In the early 2000s (decade), Lisa befriended Oakdale newcomer Isaac Jenkins, introducing Isaac to her goddaughter Bonnie McKechnie (whom he would later marry), and partnering with Isaac and Bonnie in their new club Java. She would remain involved with Java until Isaac and Bonnie left town, at that time, selling her shares in the club. She was featured in a tribute episode in May 2000, honoring Fulton's and costar Don Hastings' 40th anniversaries on the show, in which a mean spirited tabloid story causes Lisa and Bob to reminisce about key events in their lives (via flashbacks).

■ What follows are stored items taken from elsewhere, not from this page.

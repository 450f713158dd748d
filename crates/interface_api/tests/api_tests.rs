//! HTTP tests for the composite API
//!
//! The router is driven with `oneshot` over in-memory backends.

use axum::{
    body::{to_bytes, Body},
    http::{header, Method, Request, StatusCode},
    Router,
};
use serde_json::{json, Value};
use std::time::Duration;
use tower::ServiceExt;

use core_kernel::PortError;
use domain_composite::EventChannels;
use interface_api::{config::ApiConfig, create_router, spawn_event_consumers, AppState};
use test_utils::*;

const COMPOSITE_PATH: &str = "/api/v1/product-composite";

fn app(backends: &MockBackends) -> (Router, EventChannels) {
    let (service, channels) = backends.service_with_channels(8);
    let router = create_router(AppState::new(service, ApiConfig::default()));
    (router, channels)
}

async fn send(router: Router, request: Request<Body>) -> (StatusCode, Value) {
    let response = router.oneshot(request).await.unwrap();
    let status = response.status();
    let bytes = to_bytes(response.into_body(), usize::MAX).await.unwrap();
    let body = if bytes.is_empty() {
        Value::Null
    } else {
        serde_json::from_slice(&bytes).unwrap()
    };
    (status, body)
}

fn get(uri: &str) -> Request<Body> {
    Request::builder().uri(uri).body(Body::empty()).unwrap()
}

fn post_json(body: String) -> Request<Body> {
    Request::builder()
        .method(Method::POST)
        .uri(COMPOSITE_PATH)
        .header(header::CONTENT_TYPE, "application/json")
        .body(Body::from(body))
        .unwrap()
}

mod read {
    use super::*;

    #[tokio::test]
    async fn test_get_returns_aggregate() {
        let backends = MockBackends::seeded(IdFixtures::product_id()).await;
        let (router, _channels) = app(&backends);

        let (status, body) = send(router, get(&format!("{}/42", COMPOSITE_PATH))).await;

        assert_eq!(status, StatusCode::OK);
        assert_eq!(body["productID"], 42);
        assert_eq!(body["name"], "Shovel");
        assert_eq!(body["recommendations"]["content"].as_array().unwrap().len(), 3);
        assert_eq!(body["recommendations"]["content"][0]["author"], "author-0");
        assert_eq!(body["reviews"]["page"]["size"], 10);
        assert_eq!(body["reviews"]["page"]["number"], 0);
        assert_eq!(body["reviews"]["page"]["totalElements"], 2);
    }

    #[tokio::test]
    async fn test_get_forwards_page_coordinates() {
        let backends = MockBackends::seeded(IdFixtures::product_id()).await;
        let (router, _channels) = app(&backends);

        let (status, body) = send(
            router,
            get(&format!("{}/42?pageNumber=1&pageSize=2", COMPOSITE_PATH)),
        )
        .await;

        assert_eq!(status, StatusCode::OK);
        assert_eq!(body["recommendations"]["content"].as_array().unwrap().len(), 1);
        assert_eq!(body["recommendations"]["page"]["number"], 1);
        assert_eq!(body["recommendations"]["page"]["totalPages"], 2);
    }

    #[tokio::test]
    async fn test_missing_product_is_404_envelope() {
        let backends = MockBackends::seeded(IdFixtures::product_id()).await;
        let (router, _channels) = app(&backends);
        let path = format!("{}/13", COMPOSITE_PATH);

        let (status, body) = send(router, get(&path)).await;

        assert_eq!(status, StatusCode::NOT_FOUND);
        assert_error_envelope(&body, 404, &path);
        assert_eq!(body["message"], "No product found for productId: 13");
    }

    #[tokio::test]
    async fn test_zero_page_size_is_422() {
        let backends = MockBackends::seeded(IdFixtures::product_id()).await;
        let (router, _channels) = app(&backends);

        let (status, body) = send(router, get(&format!("{}/42?pageSize=0", COMPOSITE_PATH))).await;

        assert_eq!(status, StatusCode::UNPROCESSABLE_ENTITY);
        assert_error_envelope(&body, 422, &format!("{}/42", COMPOSITE_PATH));
        assert!(backends.recommendations.page_requests().await.is_empty());
    }

    #[tokio::test]
    async fn test_non_numeric_id_is_400() {
        let backends = MockBackends::empty();
        let (router, _channels) = app(&backends);
        let path = format!("{}/abc", COMPOSITE_PATH);

        let (status, body) = send(router, get(&path)).await;

        assert_eq!(status, StatusCode::BAD_REQUEST);
        assert_error_envelope(&body, 400, &path);
        assert_eq!(backends.products.get_calls(), 0);
    }

    #[tokio::test]
    async fn test_invalid_input_downstream_is_422() {
        let backends = MockBackends::seeded(IdFixtures::product_id()).await;
        backends
            .recommendations
            .fail_listing_with(PortError::invalid_input("Invalid productId: 42"))
            .await;
        let (router, _channels) = app(&backends);

        let (status, body) = send(router, get(&format!("{}/42", COMPOSITE_PATH))).await;

        assert_eq!(status, StatusCode::UNPROCESSABLE_ENTITY);
        assert_eq!(body["message"], "Invalid productId: 42");
    }

    #[tokio::test]
    async fn test_upstream_status_is_passed_through() {
        let backends = MockBackends::seeded(IdFixtures::product_id()).await;
        backends
            .reviews
            .fail_listing_with(PortError::upstream(503, "Review service unavailable", ""))
            .await;
        let (router, _channels) = app(&backends);

        let (status, body) = send(router, get(&format!("{}/42", COMPOSITE_PATH))).await;

        assert_eq!(status, StatusCode::SERVICE_UNAVAILABLE);
        assert_eq!(body["httpStatus"], 503);
        assert_eq!(body["message"], "Review service unavailable");
    }

    #[tokio::test]
    async fn test_transport_failure_is_502() {
        let backends = MockBackends::seeded(IdFixtures::product_id()).await;
        backends
            .products
            .fail_get_with(PortError::transport("connection refused"))
            .await;
        let (router, _channels) = app(&backends);

        let (status, body) = send(router, get(&format!("{}/42", COMPOSITE_PATH))).await;

        assert_eq!(status, StatusCode::BAD_GATEWAY);
        assert_eq!(body["message"], "connection refused");
    }
}

mod write {
    use super::*;

    #[tokio::test]
    async fn test_post_creates_every_entity() {
        let backends = MockBackends::empty();
        let (router, _channels) = app(&backends);
        let composite = ProductCompositeBuilder::new()
            .with_recommendations(2)
            .with_reviews(1)
            .build();

        let (status, body) = send(router, post_json(serde_json::to_string(&composite).unwrap())).await;

        assert_eq!(status, StatusCode::CREATED);
        assert_eq!(body["productID"], 42);
        assert_eq!(body["recommendations"].as_array().unwrap().len(), 2);
        assert!(body["recommendations"][0]["recommendationID"].is_number());
        assert_eq!(backends.total_create_calls(), 4);
    }

    #[tokio::test]
    async fn test_post_without_items_creates_product_only() {
        let backends = MockBackends::empty();
        let (router, _channels) = app(&backends);
        let body = json!({"productID": 7, "name": "Rake", "weight": 1.25}).to_string();

        let (status, _) = send(router, post_json(body)).await;

        assert_eq!(status, StatusCode::CREATED);
        assert_eq!(backends.total_create_calls(), 1);
        assert!(backends.products.contains(IdFixtures::other_product_id()).await);
    }

    #[tokio::test]
    async fn test_duplicate_product_is_422() {
        let backends = MockBackends::seeded(IdFixtures::product_id()).await;
        let (router, _channels) = app(&backends);
        let composite = ProductCompositeBuilder::new().build();

        let (status, body) = send(router, post_json(serde_json::to_string(&composite).unwrap())).await;

        assert_eq!(status, StatusCode::UNPROCESSABLE_ENTITY);
        assert_error_envelope(&body, 422, COMPOSITE_PATH);
    }

    #[tokio::test]
    async fn test_malformed_json_is_400() {
        let backends = MockBackends::empty();
        let (router, _channels) = app(&backends);

        let (status, body) = send(router, post_json("{".to_string())).await;

        assert_eq!(status, StatusCode::BAD_REQUEST);
        assert_error_envelope(&body, 400, COMPOSITE_PATH);
        assert_eq!(backends.total_create_calls(), 0);
    }
}

mod delete {
    use super::*;

    fn delete_request(id: i32) -> Request<Body> {
        Request::builder()
            .method(Method::DELETE)
            .uri(format!("{}/{}", COMPOSITE_PATH, id))
            .body(Body::empty())
            .unwrap()
    }

    #[tokio::test]
    async fn test_delete_is_accepted_and_publishes_three_events() {
        let backends = MockBackends::seeded(IdFixtures::product_id()).await;
        let (router, mut channels) = app(&backends);

        let (status, body) = send(router, delete_request(42)).await;

        assert_eq!(status, StatusCode::ACCEPTED);
        assert_eq!(body, Value::Null);
        for receiver in [
            &mut channels.products,
            &mut channels.recommendations,
            &mut channels.reviews,
        ] {
            let payload = receiver.try_recv().unwrap();
            let event: Value = serde_json::from_slice(&payload).unwrap();
            assert_eq!(event["type"], "DELETE");
            assert_eq!(event["key"], 42);
        }
        // Nothing is deleted synchronously
        assert!(backends.products.contains(IdFixtures::product_id()).await);
    }

    #[tokio::test]
    async fn test_consumers_delete_product_data() {
        let backends = MockBackends::seeded(IdFixtures::product_id()).await;
        let (router, channels) = app(&backends);
        spawn_event_consumers(
            channels,
            backends.products.clone(),
            backends.recommendations.clone(),
            backends.reviews.clone(),
        );

        let (status, _) = send(router, delete_request(42)).await;
        assert_eq!(status, StatusCode::ACCEPTED);

        tokio::time::timeout(Duration::from_secs(5), async {
            while backends.products.delete_calls() < 1
                || backends.recommendations.delete_calls() < 1
                || backends.reviews.delete_calls() < 1
            {
                tokio::time::sleep(Duration::from_millis(10)).await;
            }
        })
        .await
        .unwrap();

        let product_id = IdFixtures::product_id();
        assert!(!backends.products.contains(product_id).await);
        assert_eq!(backends.recommendations.count_for_product(product_id).await, 0);
        assert_eq!(backends.reviews.count_for_product(product_id).await, 0);
    }

    #[tokio::test]
    async fn test_closed_topic_is_503() {
        let backends = MockBackends::seeded(IdFixtures::product_id()).await;
        let (router, channels) = app(&backends);
        drop(channels);

        let (status, body) = send(router, delete_request(42)).await;

        assert_eq!(status, StatusCode::SERVICE_UNAVAILABLE);
        assert_error_envelope(&body, 503, &format!("{}/42", COMPOSITE_PATH));
    }
}

mod ambient {
    use super::*;

    #[tokio::test]
    async fn test_health_is_served_at_root() {
        let (router, _channels) = app(&MockBackends::empty());

        let (status, body) = send(router, get("/health")).await;

        assert_eq!(status, StatusCode::OK);
        assert_eq!(body["status"], "healthy");
    }

    #[tokio::test]
    async fn test_request_id_is_generated() {
        let (router, _channels) = app(&MockBackends::empty());

        let response = router.oneshot(get("/health")).await.unwrap();

        let id = response.headers().get("x-request-id").unwrap().to_str().unwrap();
        assert_eq!(id.len(), 36);
    }

    #[tokio::test]
    async fn test_request_id_is_echoed() {
        let (router, _channels) = app(&MockBackends::empty());
        let request = Request::builder()
            .uri("/health")
            .header("x-request-id", "abc-123")
            .body(Body::empty())
            .unwrap();

        let response = router.oneshot(request).await.unwrap();

        assert_eq!(response.headers()["x-request-id"], "abc-123");
    }

    #[tokio::test]
    async fn test_custom_base_path() {
        let backends = MockBackends::seeded(IdFixtures::product_id()).await;
        let (service, _channels) = backends.service_with_channels(4);
        let config = ApiConfig {
            base_path: "/store/".to_string(),
            ..ApiConfig::default()
        };
        let router = create_router(AppState::new(service, config));

        let (status, _) = send(router, get("/store/product-composite/42")).await;

        assert_eq!(status, StatusCode::OK);
    }
}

In more recent years, Lisa has retreated from the spotlight, interfering in the lives of her son and daughter-in-law, and mentoring Oakdale's younger residents.

In June and July 2008, Lisa became involved in the dramas between Barbara, Paul, Meg, and Sofie. This ended when Paul Ryan found Sofie dead in her hotel room. It was revealed that Cole had killed Sofie.

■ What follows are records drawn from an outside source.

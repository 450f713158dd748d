//! API middleware

use axum::{
    body::Body,
    http::{HeaderValue, Request},
    middleware::Next,
    response::Response,
};
use chrono::Utc;
use tracing::info;
use uuid::Uuid;

/// Header carrying the request id
pub const REQUEST_ID_HEADER: &str = "x-request-id";

/// Request logging middleware
///
/// Logs every request with its outcome and echoes the request id, reusing
/// the caller's `x-request-id` when one was sent.
pub async fn request_logging_middleware(request: Request<Body>, next: Next) -> Response {
    let request_id = request
        .headers()
        .get(REQUEST_ID_HEADER)
        .and_then(|h| h.to_str().ok())
        .map(str::to_owned)
        .unwrap_or_else(|| Uuid::new_v4().to_string());
    let method = request.method().clone();
    let uri = request.uri().clone();

    let start = Utc::now();

    let mut response = next.run(request).await;

    let duration = Utc::now() - start;
    let status = response.status();

    if let Ok(value) = HeaderValue::from_str(&request_id) {
        response.headers_mut().insert(REQUEST_ID_HEADER, value);
    }

    info!(
        request_id = %request_id,
        method = %method,
        uri = %uri,
        status = %status.as_u16(),
        duration_ms = duration.num_milliseconds(),
        "API request"
    );

    response
}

Lisa played a key role in organizing Tom and Margo's twenty-fifth anniversary party.

Eileen Fulton as Lisa Grimaldi in a screencap from the April 22, 2009 episode.

Lisa reappeared in April 2009 to be involved in the mystery of Luke and Noah's kidnapping.

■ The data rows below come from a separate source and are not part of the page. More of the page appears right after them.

//! Product composite integration
//!
//! One adapter implementing the product, recommendation and review ports
//! against the downstream REST services.

use async_trait::async_trait;
use tracing::{debug, info, instrument};

use core_kernel::{
    DomainPort, PageRequest, Paged, PortError, ProductId, RecommendationId, ReviewId,
};
use domain_product::{Product, ProductPort};
use domain_recommendation::{Recommendation, RecommendationPort};
use domain_review::{Review, ReviewPort};

use crate::client::RestClient;
use crate::config::{IntegrationConfig, ServiceUrls};
use crate::error::IntegrationError;

/// HTTP implementation of the three downstream ports
///
/// Stateless after construction: the resolved URLs are read-only and the
/// client is a shared connection pool, so clones are cheap and safe to use
/// from concurrent requests.
#[derive(Debug, Clone)]
pub struct ProductCompositeIntegration {
    client: RestClient,
    urls: ServiceUrls,
}

impl ProductCompositeIntegration {
    /// Validates the configuration and resolves the service URLs
    pub fn new(config: &IntegrationConfig) -> Result<Self, IntegrationError> {
        config.validate()?;
        let client = RestClient::new(config.timeout)?;
        Ok(Self::with_client(client, ServiceUrls::resolve(config)))
    }

    /// Builds the adapter from an existing client and resolved URLs
    pub fn with_client(client: RestClient, urls: ServiceUrls) -> Self {
        info!(
            product = %urls.product,
            recommendation = %urls.recommendation,
            review = %urls.review,
            "Resolved downstream service URLs"
        );
        Self { client, urls }
    }

    pub fn urls(&self) -> &ServiceUrls {
        &self.urls
    }
}

fn item_url(collection: &str, id: impl std::fmt::Display) -> String {
    format!("{}/{}", collection, id)
}

fn keyed_query(key: &'static str, value: impl ToString, page: PageRequest) -> Vec<(&'static str, String)> {
    let mut query = vec![(key, value.to_string())];
    query.extend(page.query_pairs());
    query
}

impl DomainPort for ProductCompositeIntegration {}

#[async_trait]
impl ProductPort for ProductCompositeIntegration {
    #[instrument(skip(self), fields(product_id = %id))]
    async fn get_product(&self, id: ProductId) -> Result<Product, PortError> {
        let url = item_url(&self.urls.product, id);
        debug!(method = "GET", %url, "Call product service");
        self.client.get_json(&url, &[]).await
    }

    #[instrument(skip(self))]
    async fn find_products_by_name(
        &self,
        name: &str,
        page: PageRequest,
    ) -> Result<Paged<Product>, PortError> {
        let query = keyed_query("name", name, page);
        debug!(method = "GET", url = %self.urls.product, ?query, "Call product service");
        self.client.get_json(&self.urls.product, &query).await
    }

    #[instrument(skip(self, product), fields(product_id = %product.product_id))]
    async fn create_product(&self, product: Product) -> Result<Product, PortError> {
        debug!(method = "POST", url = %self.urls.product, ?product, "Call product service");
        self.client.post_json(&self.urls.product, &product).await
    }

    #[instrument(skip(self, product), fields(product_id = %id))]
    async fn update_product(&self, product: Product, id: ProductId) -> Result<Product, PortError> {
        let url = item_url(&self.urls.product, id);
        debug!(method = "PUT", %url, ?product, "Call product service");
        self.client.put_json(&url, &product).await
    }

    #[instrument(skip(self), fields(product_id = %id))]
    async fn delete_product(&self, id: ProductId) -> Result<(), PortError> {
        let url = item_url(&self.urls.product, id);
        debug!(method = "DELETE", %url, "Call product service");
        self.client.delete(&url, &[]).await
    }
}

#[async_trait]
impl RecommendationPort for ProductCompositeIntegration {
    #[instrument(skip(self), fields(recommendation_id = %id))]
    async fn get_recommendation(&self, id: RecommendationId) -> Result<Recommendation, PortError> {
        let url = item_url(&self.urls.recommendation, id);
        debug!(method = "GET", %url, "Call recommendation service");
        self.client.get_json(&url, &[]).await
    }

    #[instrument(skip(self), fields(product_id = %product_id))]
    async fn get_recommendations_by_product(
        &self,
        product_id: ProductId,
        page: PageRequest,
    ) -> Result<Paged<Recommendation>, PortError> {
        let query = keyed_query("productId", product_id, page);
        debug!(method = "GET", url = %self.urls.recommendation, ?query, "Call recommendation service");
        self.client.get_json(&self.urls.recommendation, &query).await
    }

    #[instrument(skip(self, recommendation), fields(product_id = %recommendation.product_id))]
    async fn create_recommendation(
        &self,
        recommendation: Recommendation,
    ) -> Result<Recommendation, PortError> {
        debug!(method = "POST", url = %self.urls.recommendation, ?recommendation, "Call recommendation service");
        self.client
            .post_json(&self.urls.recommendation, &recommendation)
            .await
    }

    #[instrument(skip(self, recommendation), fields(recommendation_id = %id))]
    async fn update_recommendation(
        &self,
        recommendation: Recommendation,
        id: RecommendationId,
    ) -> Result<Recommendation, PortError> {
        let url = item_url(&self.urls.recommendation, id);
        debug!(method = "PUT", %url, ?recommendation, "Call recommendation service");
        self.client.put_json(&url, &recommendation).await
    }

    #[instrument(skip(self), fields(recommendation_id = %id))]
    async fn delete_recommendation(&self, id: RecommendationId) -> Result<(), PortError> {
        let url = item_url(&self.urls.recommendation, id);
        debug!(method = "DELETE", %url, "Call recommendation service");
        self.client.delete(&url, &[]).await
    }

    #[instrument(skip(self), fields(product_id = %product_id))]
    async fn delete_recommendations_by_product(&self, product_id: ProductId) -> Result<(), PortError> {
        let query = [("productId", product_id.to_string())];
        debug!(method = "DELETE", url = %self.urls.recommendation, ?query, "Call recommendation service");
        self.client.delete(&self.urls.recommendation, &query).await
    }
}

#[async_trait]
impl ReviewPort for ProductCompositeIntegration {
    #[instrument(skip(self), fields(review_id = %id))]
    async fn get_review(&self, id: ReviewId) -> Result<Review, PortError> {
        let url = item_url(&self.urls.review, id);
        debug!(method = "GET", %url, "Call review service");
        self.client.get_json(&url, &[]).await
    }

    #[instrument(skip(self), fields(product_id = %product_id))]
    async fn get_reviews_by_product(
        &self,
        product_id: ProductId,
        page: PageRequest,
    ) -> Result<Paged<Review>, PortError> {
        let query = keyed_query("productId", product_id, page);
        debug!(method = "GET", url = %self.urls.review, ?query, "Call review service");
        self.client.get_json(&self.urls.review, &query).await
    }

    #[instrument(skip(self, review), fields(product_id = %review.product_id))]
    async fn create_review(&self, review: Review) -> Result<Review, PortError> {
        debug!(method = "POST", url = %self.urls.review, ?review, "Call review service");
        self.client.post_json(&self.urls.review, &review).await
    }

    #[instrument(skip(self, review), fields(review_id = %id))]
    async fn update_review(&self, review: Review, id: ReviewId) -> Result<Review, PortError> {
        let url = item_url(&self.urls.review, id);
        debug!(method = "PUT", %url, ?review, "Call review service");
        self.client.put_json(&url, &review).await
    }

    #[instrument(skip(self), fields(review_id = %id))]
    async fn delete_review(&self, id: ReviewId) -> Result<(), PortError> {
        let url = item_url(&self.urls.review, id);
        debug!(method = "DELETE", %url, "Call review service");
        self.client.delete(&url, &[]).await
    }

    #[instrument(skip(self), fields(product_id = %product_id))]
    async fn delete_reviews_by_product(&self, product_id: ProductId) -> Result<(), PortError> {
        let query = [("productId", product_id.to_string())];
        debug!(method = "DELETE", url = %self.urls.review, ?query, "Call review service");
        self.client.delete(&self.urls.review, &query).await
    }
}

==Final years and ATWT cancellation==
During the final years of ATWT, Lisa's portrayer Eileen Fulton criticized producers over the lack of airtime for her character, as well as other longtime characters, whose screentime had dramatically diminished in favor of younger cast members. In 2008, she appeared three - four times per month, but played a large role in the April 2010 episode depicting Bob and Kim's second wedding.

A special two-part tribute episode aired on May 17–18, 2010, commemorating Fulton's fiftieth anniversary on the show, and she was also prominently featured in the August 2010 episode memorializing longtime castmate Helen Wagner.

She appeared in the final episode in September 2010. In her last scenes, Lisa made peace with former fiance John Dixon and rival Lucinda Walsh.

==Reception==
In 2024, Charlie Mason from Soaps She Knows placed Lisa 16th eighth on his ranked list of Soaps' 40 Most Iconic Characters of All Time, writing, "Eileen Fulton's wicked witch of Oakdale may have been the ultimate love-to-hate character; early on in her 50-year run, she was even chosen to headline a primetime offshoot."